- SUPPLIED ENTRIES -
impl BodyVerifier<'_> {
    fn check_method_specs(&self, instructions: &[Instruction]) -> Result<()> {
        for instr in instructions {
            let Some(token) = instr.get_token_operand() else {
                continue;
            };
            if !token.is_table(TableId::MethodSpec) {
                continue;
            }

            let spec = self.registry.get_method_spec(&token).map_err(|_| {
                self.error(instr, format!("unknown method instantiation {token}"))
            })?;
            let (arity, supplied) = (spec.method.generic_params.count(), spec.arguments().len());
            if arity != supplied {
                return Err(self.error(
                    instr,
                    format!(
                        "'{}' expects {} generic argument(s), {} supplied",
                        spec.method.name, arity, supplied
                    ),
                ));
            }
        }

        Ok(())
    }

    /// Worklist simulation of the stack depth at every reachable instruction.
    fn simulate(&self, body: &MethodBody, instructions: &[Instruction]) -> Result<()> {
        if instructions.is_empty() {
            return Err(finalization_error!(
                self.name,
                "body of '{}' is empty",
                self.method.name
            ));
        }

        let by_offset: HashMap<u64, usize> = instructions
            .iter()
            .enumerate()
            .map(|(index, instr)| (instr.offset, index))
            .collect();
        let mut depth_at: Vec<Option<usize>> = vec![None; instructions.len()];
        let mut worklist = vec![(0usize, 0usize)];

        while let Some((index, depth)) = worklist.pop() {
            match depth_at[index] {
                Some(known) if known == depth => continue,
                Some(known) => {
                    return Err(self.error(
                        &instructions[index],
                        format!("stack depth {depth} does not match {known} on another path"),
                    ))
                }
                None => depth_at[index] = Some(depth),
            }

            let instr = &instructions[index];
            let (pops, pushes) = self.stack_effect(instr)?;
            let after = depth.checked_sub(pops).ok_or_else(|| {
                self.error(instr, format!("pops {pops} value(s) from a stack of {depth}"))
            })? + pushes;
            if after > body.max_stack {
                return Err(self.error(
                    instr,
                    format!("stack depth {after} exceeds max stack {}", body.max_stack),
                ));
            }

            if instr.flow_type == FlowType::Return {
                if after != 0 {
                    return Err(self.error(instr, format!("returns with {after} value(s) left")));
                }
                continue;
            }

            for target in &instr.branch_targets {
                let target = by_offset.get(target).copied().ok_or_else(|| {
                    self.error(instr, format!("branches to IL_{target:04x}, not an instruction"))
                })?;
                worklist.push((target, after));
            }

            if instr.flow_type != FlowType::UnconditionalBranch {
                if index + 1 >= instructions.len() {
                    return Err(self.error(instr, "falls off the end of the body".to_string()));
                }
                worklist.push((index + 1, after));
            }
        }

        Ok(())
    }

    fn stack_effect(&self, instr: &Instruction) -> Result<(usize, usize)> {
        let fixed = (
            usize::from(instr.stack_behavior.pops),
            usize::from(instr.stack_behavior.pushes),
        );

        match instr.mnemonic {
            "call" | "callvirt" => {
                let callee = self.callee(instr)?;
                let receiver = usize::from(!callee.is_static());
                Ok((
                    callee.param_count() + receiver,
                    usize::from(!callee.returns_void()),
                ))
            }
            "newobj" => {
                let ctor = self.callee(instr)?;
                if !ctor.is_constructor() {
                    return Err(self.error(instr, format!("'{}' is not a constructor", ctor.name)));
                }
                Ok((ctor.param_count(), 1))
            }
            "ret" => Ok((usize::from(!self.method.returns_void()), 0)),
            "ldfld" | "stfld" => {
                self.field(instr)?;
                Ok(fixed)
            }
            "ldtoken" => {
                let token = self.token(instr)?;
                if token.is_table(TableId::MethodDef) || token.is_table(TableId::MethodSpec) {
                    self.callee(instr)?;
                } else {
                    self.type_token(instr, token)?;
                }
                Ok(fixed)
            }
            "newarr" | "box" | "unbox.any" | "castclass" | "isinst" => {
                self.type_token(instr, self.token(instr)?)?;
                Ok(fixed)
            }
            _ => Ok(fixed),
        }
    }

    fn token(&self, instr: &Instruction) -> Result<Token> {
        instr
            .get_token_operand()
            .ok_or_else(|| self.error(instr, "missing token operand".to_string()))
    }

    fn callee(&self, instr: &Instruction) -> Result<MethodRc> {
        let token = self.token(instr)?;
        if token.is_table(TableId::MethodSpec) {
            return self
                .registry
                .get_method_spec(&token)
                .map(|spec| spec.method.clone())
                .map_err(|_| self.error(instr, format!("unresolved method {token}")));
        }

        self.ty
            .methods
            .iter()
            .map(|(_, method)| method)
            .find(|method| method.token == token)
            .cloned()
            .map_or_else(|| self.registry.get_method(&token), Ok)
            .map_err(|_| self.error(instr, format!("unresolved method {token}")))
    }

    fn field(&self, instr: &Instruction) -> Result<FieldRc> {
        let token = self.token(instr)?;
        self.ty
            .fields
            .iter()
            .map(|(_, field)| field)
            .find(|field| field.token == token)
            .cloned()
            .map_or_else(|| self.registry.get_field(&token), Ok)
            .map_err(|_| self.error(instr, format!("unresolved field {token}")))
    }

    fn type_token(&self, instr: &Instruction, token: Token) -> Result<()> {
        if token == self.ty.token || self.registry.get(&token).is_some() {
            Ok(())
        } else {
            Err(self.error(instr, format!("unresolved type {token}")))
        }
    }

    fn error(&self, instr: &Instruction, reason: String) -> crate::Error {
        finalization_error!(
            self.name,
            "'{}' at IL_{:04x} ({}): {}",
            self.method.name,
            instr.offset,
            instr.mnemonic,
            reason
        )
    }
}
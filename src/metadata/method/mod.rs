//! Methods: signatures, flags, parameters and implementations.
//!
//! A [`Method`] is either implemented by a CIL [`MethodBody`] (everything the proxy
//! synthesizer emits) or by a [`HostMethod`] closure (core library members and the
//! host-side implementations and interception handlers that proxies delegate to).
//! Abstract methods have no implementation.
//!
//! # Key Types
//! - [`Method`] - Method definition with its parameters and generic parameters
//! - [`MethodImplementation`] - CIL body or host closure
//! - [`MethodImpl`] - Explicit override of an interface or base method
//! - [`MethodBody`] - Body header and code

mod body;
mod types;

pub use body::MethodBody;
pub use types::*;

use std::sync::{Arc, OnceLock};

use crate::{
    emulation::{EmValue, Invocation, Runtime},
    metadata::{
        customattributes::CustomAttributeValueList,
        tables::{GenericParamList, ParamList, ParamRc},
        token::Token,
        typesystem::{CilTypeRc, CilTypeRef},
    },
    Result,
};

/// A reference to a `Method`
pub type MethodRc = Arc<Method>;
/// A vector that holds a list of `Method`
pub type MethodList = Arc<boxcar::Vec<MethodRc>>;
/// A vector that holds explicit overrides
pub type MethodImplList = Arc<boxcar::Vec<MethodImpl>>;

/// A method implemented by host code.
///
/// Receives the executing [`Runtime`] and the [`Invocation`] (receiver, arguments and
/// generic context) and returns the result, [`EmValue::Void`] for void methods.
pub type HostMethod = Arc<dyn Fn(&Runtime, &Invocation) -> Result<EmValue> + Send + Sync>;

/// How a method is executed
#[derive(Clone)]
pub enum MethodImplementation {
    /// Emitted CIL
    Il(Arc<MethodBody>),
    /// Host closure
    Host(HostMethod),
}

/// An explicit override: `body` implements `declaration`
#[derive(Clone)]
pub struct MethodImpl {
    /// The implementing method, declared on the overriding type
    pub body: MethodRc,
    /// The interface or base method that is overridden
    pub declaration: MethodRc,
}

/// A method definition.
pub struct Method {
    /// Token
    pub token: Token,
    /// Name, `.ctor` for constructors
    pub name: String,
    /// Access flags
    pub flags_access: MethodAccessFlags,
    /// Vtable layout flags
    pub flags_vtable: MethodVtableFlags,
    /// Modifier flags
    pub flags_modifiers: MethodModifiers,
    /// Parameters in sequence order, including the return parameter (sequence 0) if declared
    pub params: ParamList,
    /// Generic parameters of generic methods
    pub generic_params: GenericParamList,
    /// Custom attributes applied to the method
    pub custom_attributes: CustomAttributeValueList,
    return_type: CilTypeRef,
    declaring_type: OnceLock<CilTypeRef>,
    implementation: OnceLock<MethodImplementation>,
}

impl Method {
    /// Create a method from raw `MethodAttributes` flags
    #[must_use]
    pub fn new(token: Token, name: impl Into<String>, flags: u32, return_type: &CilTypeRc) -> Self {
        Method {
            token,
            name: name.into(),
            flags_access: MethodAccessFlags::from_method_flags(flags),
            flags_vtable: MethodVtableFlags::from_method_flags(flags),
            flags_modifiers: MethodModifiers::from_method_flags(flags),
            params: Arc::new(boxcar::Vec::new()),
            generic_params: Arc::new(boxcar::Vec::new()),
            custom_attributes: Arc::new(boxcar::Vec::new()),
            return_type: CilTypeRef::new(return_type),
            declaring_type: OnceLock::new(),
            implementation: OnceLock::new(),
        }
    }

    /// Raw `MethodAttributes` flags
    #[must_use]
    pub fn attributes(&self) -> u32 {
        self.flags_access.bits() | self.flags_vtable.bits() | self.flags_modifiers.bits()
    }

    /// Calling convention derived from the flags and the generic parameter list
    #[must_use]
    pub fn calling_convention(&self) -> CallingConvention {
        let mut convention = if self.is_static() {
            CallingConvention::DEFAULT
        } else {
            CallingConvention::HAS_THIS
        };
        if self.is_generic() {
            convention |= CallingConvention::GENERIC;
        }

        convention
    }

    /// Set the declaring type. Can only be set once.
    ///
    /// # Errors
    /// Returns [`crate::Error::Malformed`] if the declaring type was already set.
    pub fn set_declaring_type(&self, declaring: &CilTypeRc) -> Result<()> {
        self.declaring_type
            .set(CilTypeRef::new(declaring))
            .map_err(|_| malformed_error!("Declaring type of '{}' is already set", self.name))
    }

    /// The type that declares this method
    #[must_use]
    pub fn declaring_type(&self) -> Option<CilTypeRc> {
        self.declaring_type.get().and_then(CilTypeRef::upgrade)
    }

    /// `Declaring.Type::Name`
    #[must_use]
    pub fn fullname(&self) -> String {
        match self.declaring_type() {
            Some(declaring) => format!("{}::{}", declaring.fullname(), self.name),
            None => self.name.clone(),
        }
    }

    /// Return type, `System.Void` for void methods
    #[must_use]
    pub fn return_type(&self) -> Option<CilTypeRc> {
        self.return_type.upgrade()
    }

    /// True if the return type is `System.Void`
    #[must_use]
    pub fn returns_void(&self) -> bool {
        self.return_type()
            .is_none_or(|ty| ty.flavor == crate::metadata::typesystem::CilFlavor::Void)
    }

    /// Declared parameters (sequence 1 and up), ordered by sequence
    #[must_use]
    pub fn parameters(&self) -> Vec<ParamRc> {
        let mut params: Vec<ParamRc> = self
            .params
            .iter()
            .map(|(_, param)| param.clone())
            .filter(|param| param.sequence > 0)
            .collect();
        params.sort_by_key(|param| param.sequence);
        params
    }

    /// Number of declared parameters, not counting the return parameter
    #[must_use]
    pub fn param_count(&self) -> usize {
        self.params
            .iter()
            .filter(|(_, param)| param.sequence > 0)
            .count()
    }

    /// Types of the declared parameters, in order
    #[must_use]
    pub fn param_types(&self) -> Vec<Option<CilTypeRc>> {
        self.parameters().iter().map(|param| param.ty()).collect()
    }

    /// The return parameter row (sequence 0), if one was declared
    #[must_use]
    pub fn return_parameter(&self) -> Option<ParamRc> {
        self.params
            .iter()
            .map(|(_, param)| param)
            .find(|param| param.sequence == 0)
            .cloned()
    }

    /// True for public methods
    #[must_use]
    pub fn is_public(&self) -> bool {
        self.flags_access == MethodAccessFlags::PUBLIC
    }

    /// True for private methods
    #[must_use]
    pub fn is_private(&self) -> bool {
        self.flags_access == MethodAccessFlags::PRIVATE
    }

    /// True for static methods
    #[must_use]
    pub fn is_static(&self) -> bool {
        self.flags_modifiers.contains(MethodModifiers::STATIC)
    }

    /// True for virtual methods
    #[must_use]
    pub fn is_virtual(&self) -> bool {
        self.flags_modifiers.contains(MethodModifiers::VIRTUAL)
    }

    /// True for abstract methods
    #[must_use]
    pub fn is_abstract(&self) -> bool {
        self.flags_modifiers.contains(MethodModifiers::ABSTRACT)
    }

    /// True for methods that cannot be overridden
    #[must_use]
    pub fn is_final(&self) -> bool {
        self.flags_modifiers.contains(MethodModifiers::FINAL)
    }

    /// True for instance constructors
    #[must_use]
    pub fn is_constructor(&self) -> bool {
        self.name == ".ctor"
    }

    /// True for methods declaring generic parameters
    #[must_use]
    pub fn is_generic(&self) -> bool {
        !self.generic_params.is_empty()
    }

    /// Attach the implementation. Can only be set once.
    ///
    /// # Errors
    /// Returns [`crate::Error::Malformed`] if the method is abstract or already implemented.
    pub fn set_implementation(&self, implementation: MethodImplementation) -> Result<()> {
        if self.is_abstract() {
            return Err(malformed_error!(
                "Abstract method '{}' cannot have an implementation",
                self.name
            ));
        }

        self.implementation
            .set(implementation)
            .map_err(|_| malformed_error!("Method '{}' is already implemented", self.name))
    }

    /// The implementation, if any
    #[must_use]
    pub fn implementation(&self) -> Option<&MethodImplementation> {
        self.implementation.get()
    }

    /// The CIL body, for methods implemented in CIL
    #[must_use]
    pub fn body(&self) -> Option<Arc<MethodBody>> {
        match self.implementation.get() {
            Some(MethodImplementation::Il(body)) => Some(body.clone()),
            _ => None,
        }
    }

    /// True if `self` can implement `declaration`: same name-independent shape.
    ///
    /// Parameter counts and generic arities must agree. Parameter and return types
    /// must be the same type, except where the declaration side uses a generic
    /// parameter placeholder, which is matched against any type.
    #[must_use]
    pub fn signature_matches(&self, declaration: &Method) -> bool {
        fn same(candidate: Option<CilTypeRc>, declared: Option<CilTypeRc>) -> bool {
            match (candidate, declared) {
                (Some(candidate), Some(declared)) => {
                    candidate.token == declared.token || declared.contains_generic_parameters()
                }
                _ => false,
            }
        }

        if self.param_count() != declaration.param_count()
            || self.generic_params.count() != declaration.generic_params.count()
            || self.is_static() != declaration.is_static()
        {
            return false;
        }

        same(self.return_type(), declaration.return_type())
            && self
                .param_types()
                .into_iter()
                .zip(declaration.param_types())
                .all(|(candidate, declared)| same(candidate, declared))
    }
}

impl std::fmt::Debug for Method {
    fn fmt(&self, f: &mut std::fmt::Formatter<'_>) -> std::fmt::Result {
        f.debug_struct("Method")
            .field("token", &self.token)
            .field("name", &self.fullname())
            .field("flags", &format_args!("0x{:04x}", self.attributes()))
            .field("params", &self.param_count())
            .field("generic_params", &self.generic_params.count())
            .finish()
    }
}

- WHAT THE TASK REQUIRES -
Exactly as they appear, output the line holding "same(self.return_type(), declaration.return_type())" and all lines after it through the end of the listing above, and only those.

- TASK ANSWER -
        same(self.return_type(), declaration.return_type())
            && self
                .param_types()
                .into_iter()
                .zip(declaration.param_types())
                .all(|(candidate, declared)| same(candidate, declared))
    }
}

impl std::fmt::Debug for Method {
    fn fmt(&self, f: &mut std::fmt::Formatter<'_>) -> std::fmt::Result {
        f.debug_struct("Method")
            .field("token", &self.token)
            .field("name", &self.fullname())
            .field("flags", &format_args!("0x{:04x}", self.attributes()))
            .field("params", &self.param_count())
            .field("generic_params", &self.generic_params.count())
            .finish()
    }
}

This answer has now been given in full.